Fig 3.

Mapping of the IKKβ binding site(s) on AKAP-Lbc. (A) Schematic representation of the protein domain organization of AKAP-Lbc. The PKA binding domain (PKA), the PKN- and PKD-interacting region, and the Dbl (DH) and pleckstrin (PH) homology domains are shown. (B) HEK293 cells were transfected with HA-tagged IKKβ in combination with Flag-tagged fragments of AKAP-Lbc encompassing residues 1 to 503, 504 to 1000, 1001 to 1387, 1388 to 1922, 1923 to 2336, and 2337 to 2817. Cell lysates were subjected to immunoprecipitation with anti-Flag antibodies.

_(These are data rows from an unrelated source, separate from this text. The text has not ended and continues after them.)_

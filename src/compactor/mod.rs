//! State compaction
//!
//! Four independent maintenance operations over the shared state files.
//! Each one takes the owning file's exclusive lock, writes only when it
//! actually removes something, and can run in dry-run mode to report what
//! it would do. Running any of them twice with no activity in between is a
//! no-op the second time.

pub mod logs;

pub use logs::{DailySummary, LogCompaction};

use crate::config::{CompactionConfig, Config, StateConfig};
use crate::error::AppResult;
use crate::metrics::{Metrics, warn_on_error};
use crate::models::{AvailabilityCache, CircuitState, CircuitStore};
use crate::rate_limit::RateLimitStore;
use crate::store::{JsonStore, iso_from_ms};
use chrono::{DateTime, Utc};
use serde::Serialize;
use std::fmt;
use std::str::FromStr;
use std::sync::Arc;

/// One compaction operation, in `run_all` order
#[derive(Debug, Clone, Copy, PartialEq, Eq, Serialize)]
#[serde(rename_all = "snake_case")]
pub enum Operation {
    Circuits,
    Logs,
    RateLimits,
    Availability,
}

impl Operation {
    pub const ALL: [Operation; 4] = [
        Operation::Circuits,
        Operation::Logs,
        Operation::RateLimits,
        Operation::Availability,
    ];

    pub fn as_str(&self) -> &'static str {
        match self {
            Operation::Circuits => "circuits",
            Operation::Logs => "logs",
            Operation::RateLimits => "rate_limits",
            Operation::Availability => "availability",
        }
    }
}

impl fmt::Display for Operation {
    fn fmt(&self, f: &mut fmt::Formatter<'_>) -> fmt::Result {
        f.write_str(self.as_str())
    }
}

impl FromStr for Operation {
    type Err = String;

    fn from_str(s: &str) -> Result<Self, Self::Err> {
        Operation::ALL
            .into_iter()
            .find(|op| op.as_str() == s)
            .ok_or_else(|| {
                format!(
                    "unknown compaction operation '{}' (expected one of: circuits, logs, rate_limits, availability)",
                    s
                )
            })
    }
}

#[derive(Debug, Clone, Default, PartialEq, Eq, Serialize)]
#[serde(rename_all = "camelCase")]
pub struct CircuitCleanup {
    /// CLOSED records idle past the age limit
    pub expired: usize,
    /// Least-recently-active records over the count cap
    pub evicted: usize,
    pub remaining: usize,
}

impl CircuitCleanup {
    pub fn affected(&self) -> usize {
        self.expired + self.evicted
    }
}

#[derive(Debug, Clone, Default, PartialEq, Eq, Serialize)]
#[serde(rename_all = "camelCase")]
pub struct RateLimitReset {
    /// Users idle past the reset window
    pub removed: usize,
    /// Surviving users whose timestamp lists shrank
    pub pruned: usize,
    pub remaining: usize,
}

impl RateLimitReset {
    pub fn affected(&self) -> usize {
        self.removed + self.pruned
    }
}

#[derive(Debug, Clone, Default, PartialEq, Eq, Serialize)]
#[serde(rename_all = "camelCase")]
pub struct AvailabilityRefresh {
    pub removed: usize,
    pub remaining: usize,
}

impl AvailabilityRefresh {
    pub fn affected(&self) -> usize {
        self.removed
    }
}

/// Aggregated result of one or more operations
#[derive(Debug, Clone, Default, PartialEq, Eq, Serialize)]
#[serde(rename_all = "camelCase")]
pub struct CompactionReport {
    pub dry_run: bool,
    #[serde(skip_serializing_if = "Option::is_none")]
    pub circuits: Option<CircuitCleanup>,
    #[serde(skip_serializing_if = "Option::is_none")]
    pub logs: Option<LogCompaction>,
    #[serde(skip_serializing_if = "Option::is_none")]
    pub rate_limits: Option<RateLimitReset>,
    #[serde(skip_serializing_if = "Option::is_none")]
    pub availability: Option<AvailabilityRefresh>,
}

impl CompactionReport {
    /// Items removed, summarized, archived or rotated across all operations
    pub fn total_affected(&self) -> usize {
        self.circuits.as_ref().map_or(0, CircuitCleanup::affected)
            + self.logs.as_ref().map_or(0, LogCompaction::affected)
            + self.rate_limits.as_ref().map_or(0, RateLimitReset::affected)
            + self.availability.as_ref().map_or(0, AvailabilityRefresh::affected)
    }
}

/// Remove idle CLOSED circuits, then cap the record count
pub fn cleanup_circuits(
    doc: &mut CircuitStore,
    config: &CompactionConfig,
    now_ms: f64,
) -> CircuitCleanup {
    let max_age_ms = config.circuit_max_age_hours * 3_600_000.0;
    let before = doc.circuits.len();
    doc.circuits.retain(|_, record| {
        !(record.state == CircuitState::Closed && now_ms - record.last_activity_ms() > max_age_ms)
    });
    let expired = before - doc.circuits.len();

    let mut evicted = 0;
    if doc.circuits.len() > config.circuit_max_records {
        let mut by_activity: Vec<(f64, String)> = doc
            .circuits
            .iter()
            .map(|(id, record)| (record.last_activity_ms(), id.clone()))
            .collect();
        by_activity.sort_by(|a, b| a.0.total_cmp(&b.0).then_with(|| a.1.cmp(&b.1)));
        let excess = doc.circuits.len() - config.circuit_max_records;
        for (_, id) in by_activity.into_iter().take(excess) {
            doc.circuits.remove(&id);
            evicted += 1;
        }
    }

    CircuitCleanup {
        expired,
        evicted,
        remaining: doc.circuits.len(),
    }
}

/// Drop idle users and prune survivors to the one-hour window
pub fn reset_rate_limits(
    doc: &mut RateLimitStore,
    config: &CompactionConfig,
    now: f64,
) -> RateLimitReset {
    let window = config.rate_limit_reset_window_hours * 3600.0;
    let before = doc.users.len();
    doc.users.retain(|_, record| now - record.last_request <= window);
    let removed = before - doc.users.len();
    let pruned = doc
        .users
        .values_mut()
        .map(|record| record.prune(now))
        .filter(|changed| *changed)
        .count();

    RateLimitReset {
        removed,
        pruned,
        remaining: doc.users.len(),
    }
}

/// Drop availability entries checked longer ago than the age limit
pub fn refresh_availability(
    doc: &mut AvailabilityCache,
    config: &CompactionConfig,
    now: f64,
) -> AvailabilityRefresh {
    let max_age = config.availability_max_age_minutes * 60.0;
    let before = doc.models.len();
    doc.models.retain(|_, entry| now - entry.checked_at <= max_age);
    let removed = before - doc.models.len();
    if removed > 0 {
        doc.last_refresh = now;
    }
    AvailabilityRefresh {
        removed,
        remaining: doc.models.len(),
    }
}

pub struct StateCompactor {
    state: StateConfig,
    config: CompactionConfig,
    circuits: JsonStore<CircuitStore>,
    rate_limits: JsonStore<RateLimitStore>,
    availability: JsonStore<AvailabilityCache>,
    metrics: Arc<Metrics>,
    dry_run: bool,
}

impl StateCompactor {
    pub fn new(config: &Config, metrics: Arc<Metrics>) -> Self {
        Self {
            state: config.state.clone(),
            config: config.compaction.clone(),
            circuits: JsonStore::new(config.state.circuit_store_path()),
            rate_limits: JsonStore::new(config.state.rate_limit_store_path()),
            availability: JsonStore::new(config.state.availability_cache_path()),
            metrics,
            dry_run: false,
        }
    }

    /// Report what would change without writing anything
    pub fn with_dry_run(mut self, dry_run: bool) -> Self {
        self.dry_run = dry_run;
        self
    }

    pub fn is_dry_run(&self) -> bool {
        self.dry_run
    }

    pub fn cleanup_circuits(&self) -> AppResult<CircuitCleanup> {
        self.cleanup_circuits_at(Utc::now())
    }

    pub fn cleanup_circuits_at(&self, now: DateTime<Utc>) -> AppResult<CircuitCleanup> {
        let now_ms = now.timestamp_millis() as f64;
        let report = if self.dry_run {
            cleanup_circuits(&mut self.circuits.load()?, &self.config, now_ms)
        } else {
            self.circuits.transact(|doc| {
                let report = cleanup_circuits(doc, &self.config, now_ms);
                let changed = report.affected() > 0;
                if changed {
                    doc.updated_at = iso_from_ms(now_ms);
                }
                (report, changed)
            })?
        };
        self.finish(Operation::Circuits, report.affected());
        Ok(report)
    }

    pub fn compact_logs(&self) -> AppResult<LogCompaction> {
        self.compact_logs_at(Utc::now())
    }

    pub fn compact_logs_at(&self, now: DateTime<Utc>) -> AppResult<LogCompaction> {
        let log = self.state.decision_log_path();
        let summaries = self.state.summaries_dir();
        let archive = self.state.archive_dir();
        let paths = logs::LogPaths {
            log: &log,
            summaries: &summaries,
            archive: &archive,
        };
        let report = logs::compact(&paths, &self.config, now, self.dry_run)?;
        self.finish(Operation::Logs, report.affected());
        Ok(report)
    }

    pub fn reset_rate_limits(&self) -> AppResult<RateLimitReset> {
        self.reset_rate_limits_at(Utc::now())
    }

    pub fn reset_rate_limits_at(&self, now: DateTime<Utc>) -> AppResult<RateLimitReset> {
        let now_secs = now.timestamp_millis() as f64 / 1000.0;
        let report = if self.dry_run {
            reset_rate_limits(&mut self.rate_limits.load()?, &self.config, now_secs)
        } else {
            self.rate_limits.transact(|doc| {
                let report = reset_rate_limits(doc, &self.config, now_secs);
                let changed = report.affected() > 0;
                if changed {
                    doc.updated_at = iso_from_ms(now_secs * 1000.0);
                }
                (report, changed)
            })?
        };
        self.finish(Operation::RateLimits, report.affected());
        Ok(report)
    }

    pub fn refresh_availability(&self) -> AppResult<AvailabilityRefresh> {
        self.refresh_availability_at(Utc::now())
    }

    pub fn refresh_availability_at(&self, now: DateTime<Utc>) -> AppResult<AvailabilityRefresh> {
        let now_secs = now.timestamp_millis() as f64 / 1000.0;
        let report = if self.dry_run {
            refresh_availability(&mut self.availability.load()?, &self.config, now_secs)
        } else {
            self.availability.transact(|doc| {
                let report = refresh_availability(doc, &self.config, now_secs);
                let changed = report.affected() > 0;
                (report, changed)
            })?
        };
        self.finish(Operation::Availability, report.affected());
        Ok(report)
    }

    /// Run a single operation
    pub fn run_at(&self, operation: Operation, now: DateTime<Utc>) -> AppResult<CompactionReport> {
        let mut report = CompactionReport {
            dry_run: self.dry_run,
            ..Default::default()
        };
        match operation {
            Operation::Circuits => report.circuits = Some(self.cleanup_circuits_at(now)?),
            Operation::Logs => report.logs = Some(self.compact_logs_at(now)?),
            Operation::RateLimits => report.rate_limits = Some(self.reset_rate_limits_at(now)?),
            Operation::Availability => {
                report.availability = Some(self.refresh_availability_at(now)?)
            }
        }
        Ok(report)
    }

    pub fn run_all(&self) -> AppResult<CompactionReport> {
        self.run_all_at(Utc::now())
    }

    /// Run every operation in fixed order and aggregate the counts
    pub fn run_all_at(&self, now: DateTime<Utc>) -> AppResult<CompactionReport> {
        let report = CompactionReport {
            dry_run: self.dry_run,
            circuits: Some(self.cleanup_circuits_at(now)?),
            logs: Some(self.compact_logs_at(now)?),
            rate_limits: Some(self.reset_rate_limits_at(now)?),
            availability: Some(self.refresh_availability_at(now)?),
        };
        tracing::info!(
            dry_run = self.dry_run,
            total_affected = report.total_affected(),
            "Compaction finished"
        );
        Ok(report)
    }

    /// Daily summary for `date` (`YYYY-MM-DD`), if one was written
    pub fn summary(&self, date: &str) -> AppResult<Option<DailySummary>> {
        logs::read_summary(&self.state.summaries_dir().join(format!("{date}.json")))
    }

    fn finish(&self, operation: Operation, affected: usize) {
        if self.dry_run {
            tracing::info!(operation = operation.as_str(), affected, "Dry run");
            return;
        }
        tracing::info!(operation = operation.as_str(), affected, "Compaction step done");
        if affected > 0 {
            warn_on_error(
                "record_compaction",
                self.metrics
                    .record_compaction(operation.as_str(), affected as u64),
            );
        }
    }
}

Western blots of the immunoprecipitates and of the cell extracts were revealed using anti-HA polyclonal antibodies to detect HA-IKKβ (top and middle) or anti-Flag monoclonal antibodies to detect the Flag-tagged AKAP-Lbc fragments (bottom). (C) Peptide array analysis of the IKKβ binding region on AKAP-Lbc. The array was incubated with 10 nM S-tagged IKKβ-307-756 fragment. Solid-phase binding was assessed using HRP-conjugated S protein. The IKKβ binding peptides are numbered. (D) HEK293 cell lysates transfected with control vector or plasmids encoding Flag-AKAP-Lbc or Flag-AKAP-Lbc W2328L were immunoprecipitated using anti-Flag antibodies. Proteins in the extracts and immunoprecipitates were identified by immunoblotting using antibodies against IKKβ or the Flag tag, as indicated. Data are representative of three independent experiments.